> _About this exercise_:
All lines below containing the string "RwLock" are to be copied.

> _Exercise material_:
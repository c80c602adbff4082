//! Integration tests for `PlacesClient::fetch_all_places`.
//!
//! Uses `wiremock` to stand up a local HTTP server for each test so no real
//! network traffic is made. Covers both backends: the legacy pagination and
//! status-envelope behavior, and the modern POST contract (headers, body,
//! empty-object responses).

use serde_json::json;
use wiremock::matchers::{
    body_partial_json, header, header_exists, method, path, query_param, query_param_is_missing,
};
use wiremock::{Mock, MockServer, ResponseTemplate};

use swipedine_core::app_config::ProviderKind;
use swipedine_core::geo::Coordinate;
use swipedine_core::query::SearchQuery;
use swipedine_places::{PlacesClient, PlacesError, RawPlace};

const NEARBY_PATH: &str = "/maps/api/place/nearbysearch/json";
const SEARCH_NEARBY_PATH: &str = "/v1/places:searchNearby";

/// Builds a `PlacesClient` suitable for tests: 5-second timeout, descriptive
/// UA, zero pacing delay so multi-page tests do not sleep.
fn test_client(provider: ProviderKind, base_url: &str) -> PlacesClient {
    PlacesClient::with_base_url("test-key", provider, 5, "swipedine-test/0.1", 5, 0, base_url)
        .expect("failed to build test PlacesClient")
}

/// Same, with an explicit page cap for cap-specific tests.
fn test_client_with_cap(base_url: &str, max_pages: usize) -> PlacesClient {
    PlacesClient::with_base_url(
        "test-key",
        ProviderKind::Legacy,
        5,
        "swipedine-test/0.1",
        max_pages,
        0,
        base_url,
    )
    .expect("failed to build test PlacesClient")
}

fn test_query() -> SearchQuery {
    SearchQuery::new(Coordinate::new(38.7223, -9.1393), 1000.0)
}

/// Minimal valid legacy page with one place and an optional token.
fn legacy_page_json(place_id: &str, next_token: Option<&str>) -> serde_json::Value {
    let mut page = json!({
        "status": "OK",
        "results": [{
            "place_id": place_id,
            "name": "Test Spot",
            "vicinity": "Rua de Teste 1",
            "rating": 4.1,
            "price_level": 1,
            "types": ["restaurant"],
            "geometry": {"location": {"lat": 38.72, "lng": -9.14}}
        }]
    });
    if let Some(token) = next_token {
        page["next_page_token"] = json!(token);
    }
    page
}

/// Minimal valid modern page with the given place ids.
fn modern_page_json(place_ids: &[&str]) -> serde_json::Value {
    let places: Vec<serde_json::Value> = place_ids
        .iter()
        .map(|id| {
            json!({
                "id": id,
                "displayName": {"text": "Test Spot", "languageCode": "en"},
                "formattedAddress": "Rua de Teste 1, Lisboa",
                "rating": 4.4,
                "priceLevel": "PRICE_LEVEL_MODERATE",
                "types": ["restaurant"],
                "location": {"latitude": 38.72, "longitude": -9.14}
            })
        })
        .collect();
    json!({ "places": places })
}

fn legacy_place_id(place: &RawPlace) -> &str {
    match place {
        RawPlace::Legacy(p) => &p.place_id,
        RawPlace::Modern(_) => panic!("expected a legacy place"),
    }
}

fn modern_place_id(place: &RawPlace) -> &str {
    match place {
        RawPlace::Modern(p) => &p.id,
        RawPlace::Legacy(_) => panic!("expected a modern place"),
    }
}

// ---------------------------------------------------------------------------
// Legacy – zero results
// ---------------------------------------------------------------------------

#[tokio::test]
async fn legacy_zero_results_is_empty_success() {
    let server = MockServer::start().await;

    Mock::given(method("GET"))
        .and(path(NEARBY_PATH))
        .respond_with(
            ResponseTemplate::new(200).set_body_json(&json!({"status": "ZERO_RESULTS"})),
        )
        .mount(&server)
        .await;

    let client = test_client(ProviderKind::Legacy, &server.uri());
    let result = client.fetch_all_places(&test_query()).await;

    assert!(result.is_ok(), "expected Ok, got: {result:?}");
    assert!(
        result.unwrap().is_empty(),
        "expected empty Vec for ZERO_RESULTS"
    );
}

// ---------------------------------------------------------------------------
// Legacy – single page
// ---------------------------------------------------------------------------

#[tokio::test]
async fn legacy_single_page_returns_places() {
    let server = MockServer::start().await;

    Mock::given(method("GET"))
        .and(path(NEARBY_PATH))
        .and(query_param("type", "restaurant"))
        .and(query_param("location", "38.7223,-9.1393"))
        .and(query_param("radius", "1000"))
        .and(query_param("key", "test-key"))
        .respond_with(ResponseTemplate::new(200).set_body_json(&legacy_page_json("p1", None)))
        .mount(&server)
        .await;

    let client = test_client(ProviderKind::Legacy, &server.uri());
    let result = client.fetch_all_places(&test_query()).await;

    assert!(result.is_ok(), "expected Ok, got: {result:?}");
    let places = result.unwrap();
    assert_eq!(places.len(), 1, "expected exactly 1 place");
    assert_eq!(legacy_place_id(&places[0]), "p1");
}

// ---------------------------------------------------------------------------
// Legacy – pagination across two pages
// ---------------------------------------------------------------------------

#[tokio::test]
async fn legacy_follows_token_and_concatenates_pages() {
    let server = MockServer::start().await;

    // Page 1: one place plus a continuation token. Exactly one request.
    Mock::given(method("GET"))
        .and(path(NEARBY_PATH))
        .and(query_param_is_missing("pagetoken"))
        .respond_with(
            ResponseTemplate::new(200).set_body_json(&legacy_page_json("p1", Some("tok-2"))),
        )
        .expect(1)
        .mount(&server)
        .await;

    // Page 2: matched only when the token is replayed verbatim; the
    // continuation request must not repeat the stale search parameters.
    Mock::given(method("GET"))
        .and(path(NEARBY_PATH))
        .and(query_param("pagetoken", "tok-2"))
        .and(query_param("key", "test-key"))
        .and(query_param_is_missing("location"))
        .respond_with(ResponseTemplate::new(200).set_body_json(&legacy_page_json("p2", None)))
        .expect(1)
        .mount(&server)
        .await;

    let client = test_client(ProviderKind::Legacy, &server.uri());
    let result = client.fetch_all_places(&test_query()).await;

    assert!(result.is_ok(), "expected Ok, got: {result:?}");
    let places = result.unwrap();
    assert_eq!(places.len(), 2, "expected 2 places across 2 pages");
    assert_eq!(legacy_place_id(&places[0]), "p1");
    assert_eq!(legacy_place_id(&places[1]), "p2");
}

// ---------------------------------------------------------------------------
// Legacy – provider rejection inside the envelope
// ---------------------------------------------------------------------------

#[tokio::test]
async fn legacy_request_denied_is_provider_status_error() {
    let server = MockServer::start().await;

    Mock::given(method("GET"))
        .and(path(NEARBY_PATH))
        .respond_with(ResponseTemplate::new(200).set_body_json(&json!({
            "status": "REQUEST_DENIED",
            "error_message": "The provided API key is invalid."
        })))
        .mount(&server)
        .await;

    let client = test_client(ProviderKind::Legacy, &server.uri());
    let result = client.fetch_all_places(&test_query()).await;

    assert!(result.is_err(), "expected Err for REQUEST_DENIED");
    match result.unwrap_err() {
        PlacesError::ProviderStatus { status, message } => {
            assert_eq!(status, "REQUEST_DENIED");
            assert_eq!(
                message.as_deref(),
                Some("The provided API key is invalid.")
            );
        }
        other => panic!("expected PlacesError::ProviderStatus, got: {other:?}"),
    }
}

// ---------------------------------------------------------------------------
// Legacy – HTTP and body failures
// ---------------------------------------------------------------------------

#[tokio::test]
async fn legacy_5xx_is_unexpected_status() {
    let server = MockServer::start().await;

    Mock::given(method("GET"))
        .and(path(NEARBY_PATH))
        .respond_with(ResponseTemplate::new(503))
        .mount(&server)
        .await;

    let client = test_client(ProviderKind::Legacy, &server.uri());
    let result = client.fetch_all_places(&test_query()).await;

    assert!(result.is_err(), "expected Err for 503 response");
    match result.unwrap_err() {
        PlacesError::UnexpectedStatus { status, .. } => assert_eq!(status, 503),
        other => panic!("expected PlacesError::UnexpectedStatus, got: {other:?}"),
    }
}

#[tokio::test]
async fn legacy_malformed_json_is_deserialize_error() {
    let server = MockServer::start().await;

    Mock::given(method("GET"))
        .and(path(NEARBY_PATH))
        .respond_with(ResponseTemplate::new(200).set_body_string("this is not json"))
        .mount(&server)
        .await;

    let client = test_client(ProviderKind::Legacy, &server.uri());
    let result = client.fetch_all_places(&test_query()).await;

    assert!(result.is_err(), "expected Err for malformed JSON response");
    assert!(
        matches!(result.unwrap_err(), PlacesError::Deserialize { .. }),
        "expected PlacesError::Deserialize"
    );
}

#[tokio::test]
async fn legacy_second_page_failure_discards_first_page() {
    let server = MockServer::start().await;

    Mock::given(method("GET"))
        .and(path(NEARBY_PATH))
        .and(query_param_is_missing("pagetoken"))
        .respond_with(
            ResponseTemplate::new(200).set_body_json(&legacy_page_json("p1", Some("tok-fail"))),
        )
        .mount(&server)
        .await;

    Mock::given(method("GET"))
        .and(path(NEARBY_PATH))
        .and(query_param("pagetoken", "tok-fail"))
        .respond_with(ResponseTemplate::new(503))
        .mount(&server)
        .await;

    let client = test_client(ProviderKind::Legacy, &server.uri());
    let result = client.fetch_all_places(&test_query()).await;

    assert!(result.is_err(), "expected Err when page 2 returns 503");
    match result.unwrap_err() {
        PlacesError::UnexpectedStatus { status, .. } => assert_eq!(status, 503),
        other => panic!("expected PlacesError::UnexpectedStatus, got: {other:?}"),
    }
}

// ---------------------------------------------------------------------------
// Legacy – page cap
// ---------------------------------------------------------------------------

/// A server that hands out a token on every page must not be followed
/// forever: the cap fails the search after exactly `max_pages` requests.
#[tokio::test]
async fn legacy_endless_tokens_hit_page_limit() {
    let server = MockServer::start().await;

    Mock::given(method("GET"))
        .and(path(NEARBY_PATH))
        .respond_with(
            ResponseTemplate::new(200).set_body_json(&legacy_page_json("p1", Some("tok-again"))),
        )
        .expect(2)
        .mount(&server)
        .await;

    let client = test_client_with_cap(&server.uri(), 2);
    let result = client.fetch_all_places(&test_query()).await;

    assert!(result.is_err(), "expected Err when cap is exceeded");
    match result.unwrap_err() {
        PlacesError::PageLimit { max_pages } => assert_eq!(max_pages, 2),
        other => panic!("expected PlacesError::PageLimit, got: {other:?}"),
    }
}

// ---------------------------------------------------------------------------
// Modern – single page and request contract
// ---------------------------------------------------------------------------

#[tokio::test]
async fn modern_search_sends_headers_and_body() {
    let server = MockServer::start().await;

    Mock::given(method("POST"))
        .and(path(SEARCH_NEARBY_PATH))
        .and(header("X-Goog-Api-Key", "test-key"))
        .and(header_exists("X-Goog-FieldMask"))
        .and(body_partial_json(json!({
            "includedTypes": ["restaurant"],
            "maxResultCount": 20,
            "locationRestriction": {
                "circle": {
                    "center": {"latitude": 38.7223, "longitude": -9.1393},
                    "radius": 1000.0
                }
            }
        })))
        .respond_with(ResponseTemplate::new(200).set_body_json(&modern_page_json(&["m1", "m2"])))
        .expect(1)
        .mount(&server)
        .await;

    let client = test_client(ProviderKind::Modern, &server.uri());
    let result = client.fetch_all_places(&test_query()).await;

    assert!(result.is_ok(), "expected Ok, got: {result:?}");
    let places = result.unwrap();
    assert_eq!(places.len(), 2, "expected both places from the single page");
    assert_eq!(modern_place_id(&places[0]), "m1");
    assert_eq!(modern_place_id(&places[1]), "m2");
}

#[tokio::test]
async fn modern_price_cap_expands_to_symbolic_tiers() {
    let server = MockServer::start().await;

    Mock::given(method("POST"))
        .and(path(SEARCH_NEARBY_PATH))
        .and(body_partial_json(json!({
            "priceLevels": ["PRICE_LEVEL_INEXPENSIVE", "PRICE_LEVEL_MODERATE"]
        })))
        .respond_with(ResponseTemplate::new(200).set_body_json(&modern_page_json(&["m1"])))
        .expect(1)
        .mount(&server)
        .await;

    let client = test_client(ProviderKind::Modern, &server.uri());
    let query = test_query().with_max_price_level(2);
    let result = client.fetch_all_places(&query).await;

    assert!(result.is_ok(), "expected Ok, got: {result:?}");
}

/// Zero matches arrive as a bare `{}` on this backend, not an empty array.
#[tokio::test]
async fn modern_empty_object_body_is_empty_success() {
    let server = MockServer::start().await;

    Mock::given(method("POST"))
        .and(path(SEARCH_NEARBY_PATH))
        .respond_with(ResponseTemplate::new(200).set_body_json(&json!({})))
        .mount(&server)
        .await;

    let client = test_client(ProviderKind::Modern, &server.uri());
    let result = client.fetch_all_places(&test_query()).await;

    assert!(result.is_ok(), "expected Ok, got: {result:?}");
    assert!(result.unwrap().is_empty(), "expected empty Vec for {{}}");
}

#[tokio::test]
async fn modern_403_is_unexpected_status() {
    let server = MockServer::start().await;

    Mock::given(method("POST"))
        .and(path(SEARCH_NEARBY_PATH))
        .respond_with(ResponseTemplate::new(403))
        .mount(&server)
        .await;

    let client = test_client(ProviderKind::Modern, &server.uri());
    let result = client.fetch_all_places(&test_query()).await;

    assert!(result.is_err(), "expected Err for 403 response");
    match result.unwrap_err() {
        PlacesError::UnexpectedStatus { status, .. } => assert_eq!(status, 403),
        other => panic!("expected PlacesError::UnexpectedStatus, got: {other:?}"),
    }
}
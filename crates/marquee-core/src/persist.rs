//! Persistence Store
//!
//! Keyed read/write of last known playback position, volume, and speed,
//! scoped by content identity. Writes merge into the stored record so a
//! volume change never clobbers a previously stored position. Position
//! writes are throttled; volume/speed writes happen on user change only.

use crate::{PersistedPlaybackState, PersistedUpdate, Result};
use async_trait::async_trait;
use serde::{Deserialize, Serialize};
use std::collections::HashMap;
use std::path::PathBuf;
use std::sync::Arc;
use std::time::{Duration, Instant};
use tokio::sync::RwLock;
use tracing::{debug, warn};

/// Durable key-value store for playback state.
///
/// `set` merges: fields absent from the update keep their stored value.
#[async_trait]
pub trait PersistenceStore: Send + Sync {
    async fn get(&self, key: &str) -> Result<Option<PersistedPlaybackState>>;
    async fn set(&self, key: &str, update: PersistedUpdate) -> Result<()>;
}

/// In-memory store; state survives for the process lifetime only
#[derive(Default)]
pub struct MemoryStore {
    entries: RwLock<HashMap<String, PersistedPlaybackState>>,
}

impl MemoryStore {
    pub fn new() -> Self {
        Self::default()
    }
}

#[async_trait]
impl PersistenceStore for MemoryStore {
    async fn get(&self, key: &str) -> Result<Option<PersistedPlaybackState>> {
        Ok(self.entries.read().await.get(key).cloned())
    }

    async fn set(&self, key: &str, update: PersistedUpdate) -> Result<()> {
        let mut entries = self.entries.write().await;
        entries
            .entry(key.to_string())
            .or_default()
            .apply(&update);
        Ok(())
    }
}

#[derive(Debug, Default, Serialize, Deserialize)]
struct FileContents {
    entries: HashMap<String, PersistedPlaybackState>,
}

/// JSON-file-backed store used by the CLI; one file holds all keys
pub struct JsonFileStore {
    path: PathBuf,
    lock: RwLock<()>,
}

impl JsonFileStore {
    pub fn new(path: impl Into<PathBuf>) -> Self {
        Self {
            path: path.into(),
            lock: RwLock::new(()),
        }
    }

    async fn read_contents(&self) -> Result<FileContents> {
        match tokio::fs::read(&self.path).await {
            Ok(bytes) => Ok(serde_json::from_slice(&bytes).unwrap_or_else(|e| {
                warn!(path = %self.path.display(), error = %e, "Corrupt state file, starting fresh");
                FileContents::default()
            })),
            Err(e) if e.kind() == std::io::ErrorKind::NotFound => Ok(FileContents::default()),
            Err(e) => Err(e.into()),
        }
    }
}

#[async_trait]
impl PersistenceStore for JsonFileStore {
    async fn get(&self, key: &str) -> Result<Option<PersistedPlaybackState>> {
        let _guard = self.lock.read().await;
        Ok(self.read_contents().await?.entries.remove(key))
    }

    async fn set(&self, key: &str, update: PersistedUpdate) -> Result<()> {
        let _guard = self.lock.write().await;
        let mut contents = self.read_contents().await?;
        contents.entries.entry(key.to_string()).or_default().apply(&update);
        let bytes = serde_json::to_vec_pretty(&contents)
            .map_err(|e| crate::Error::Persistence(e.to_string()))?;
        tokio::fs::write(&self.path, bytes).await?;
        Ok(())
    }
}

/// Per-session persistence frontend: binds a store to one content key and
/// throttles position writes
pub struct PlaybackStateStore {
    store: Arc<dyn PersistenceStore>,
    key: String,
    min_interval: Duration,
    last_position_write: RwLock<Option<Instant>>,
}

impl PlaybackStateStore {
    pub fn new(store: Arc<dyn PersistenceStore>, key: String, min_interval: Duration) -> Self {
        Self {
            store,
            key,
            min_interval,
            last_position_write: RwLock::new(None),
        }
    }

    pub fn key(&self) -> &str {
        &self.key
    }

    /// Read once at session start to seed UI and engine state
    pub async fn load(&self) -> Option<PersistedPlaybackState> {
        match self.store.get(&self.key).await {
            Ok(state) => state,
            Err(e) => {
                warn!(key = %self.key, error = %e, "Failed to load persisted state");
                None
            }
        }
    }

    /// Throttled position write; drops ticks arriving inside the
    /// minimum interval. Best-effort, last write wins.
    pub async fn record_position(&self, seconds: f64, now: Instant) {
        {
            let last = self.last_position_write.read().await;
            if let Some(last) = *last {
                if now.duration_since(last) < self.min_interval {
                    return;
                }
            }
        }
        *self.last_position_write.write().await = Some(now);
        self.write(PersistedUpdate::position(seconds)).await;
    }

    /// Unthrottled position write, for pause/seek boundaries
    pub async fn record_position_now(&self, seconds: f64) {
        *self.last_position_write.write().await = Some(Instant::now());
        self.write(PersistedUpdate::position(seconds)).await;
    }

    pub async fn record_volume(&self, volume: f64) {
        self.write(PersistedUpdate::volume(volume)).await;
    }

    pub async fn record_speed(&self, multiplier: f64) {
        self.write(PersistedUpdate::speed(multiplier)).await;
    }

    pub async fn record_preferred_variant(&self, index: usize) {
        self.write(PersistedUpdate::preferred_variant(index)).await;
    }

    async fn write(&self, update: PersistedUpdate) {
        if let Err(e) = self.store.set(&self.key, update).await {
            warn!(key = %self.key, error = %e, "Failed to persist playback state");
        } else {
            debug!(key = %self.key, "Persisted playback state");
        }
    }
}

/// Restoration policy: resume from a stored position only when it is not
/// within the guard window of the end, so a finished video restarts from
/// zero instead of its final seconds.
pub fn resume_position(
    stored: Option<&PersistedPlaybackState>,
    duration: Option<f64>,
    guard_seconds: f64,
) -> Option<f64> {
    let position = stored.map(|s| s.position_seconds).filter(|p| *p > 0.0)?;
    match duration {
        Some(total) if position >= total - guard_seconds => None,
        _ => Some(position),
    }
}

#[cfg(test)]
mod tests {
    use super::*;

    #[tokio::test]
    async fn memory_store_merges_partial_writes() {
        let store = MemoryStore::new();
        store.set("movie:603", PersistedUpdate::position(95.0)).await.unwrap();
        store.set("movie:603", PersistedUpdate::volume(0.4)).await.unwrap();
        store.set("movie:603", PersistedUpdate::speed(1.5)).await.unwrap();

        let state = store.get("movie:603").await.unwrap().unwrap();
        assert_eq!(state.position_seconds, 95.0);
        assert_eq!(state.volume, 0.4);
        assert_eq!(state.speed_multiplier, 1.5);
    }

    #[tokio::test]
    async fn keys_are_isolated() {
        let store = MemoryStore::new();
        store.set("tv:1399:s1e1", PersistedUpdate::position(10.0)).await.unwrap();
        store.set("tv:1399:s1e2", PersistedUpdate::position(20.0)).await.unwrap();

        let e1 = store.get("tv:1399:s1e1").await.unwrap().unwrap();
        let e2 = store.get("tv:1399:s1e2").await.unwrap().unwrap();
        assert_eq!(e1.position_seconds, 10.0);
        assert_eq!(e2.position_seconds, 20.0);
    }

    #[tokio::test]
    async fn position_writes_are_throttled() {
        let store = Arc::new(MemoryStore::new());
        let frontend = PlaybackStateStore::new(
            store.clone(),
            "movie:603".into(),
            Duration::from_secs(5),
        );

        let t0 = Instant::now();
        frontend.record_position(10.0, t0).await;
        // Inside the interval: dropped
        frontend.record_position(11.0, t0 + Duration::from_secs(1)).await;
        let state = store.get("movie:603").await.unwrap().unwrap();
        assert_eq!(state.position_seconds, 10.0);

        // Past the interval: written
        frontend.record_position(17.0, t0 + Duration::from_secs(6)).await;
        let state = store.get("movie:603").await.unwrap().unwrap();
        assert_eq!(state.position_seconds, 17.0);
    }

    #[test]
    fn near_end_positions_are_not_restored() {
        let stored = PersistedPlaybackState {
            position_seconds: 117.0,
            ..Default::default()
        };
        assert_eq!(resume_position(Some(&stored), Some(120.0), 5.0), None);

        let stored = PersistedPlaybackState {
            position_seconds: 60.0,
            ..Default::default()
        };
        assert_eq!(resume_position(Some(&stored), Some(120.0), 5.0), Some(60.0));

        // Unknown duration: trust the stored position
        assert_eq!(resume_position(Some(&stored), None, 5.0), Some(60.0));
        assert_eq!(resume_position(None, Some(120.0), 5.0), None);
    }

    #[tokio::test]
    async fn json_file_store_round_trips() {
        let dir = std::env::temp_dir().join(format!("marquee-test-{}", uuid::Uuid::new_v4()));
        tokio::fs::create_dir_all(&dir).await.unwrap();
        let store = JsonFileStore::new(dir.join("state.json"));

        assert!(store.get("movie:603").await.unwrap().is_none());
        store.set("movie:603", PersistedUpdate::position(42.0)).await.unwrap();
        store.set("movie:603", PersistedUpdate::volume(0.5)).await.unwrap();

        let state = store.get("movie:603").await.unwrap().unwrap();
        assert_eq!(state.position_seconds, 42.0);
        assert_eq!(state.volume, 0.5);

        tokio::fs::remove_dir_all(&dir).await.unwrap();
    }
}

> _Response below_:
use tokio::sync::RwLock;
    entries: RwLock<HashMap<String, PersistedPlaybackState>>,
    lock: RwLock<()>,
            lock: RwLock::new(()),
    last_position_write: RwLock<Option<Instant>>,
            last_position_write: RwLock::new(None),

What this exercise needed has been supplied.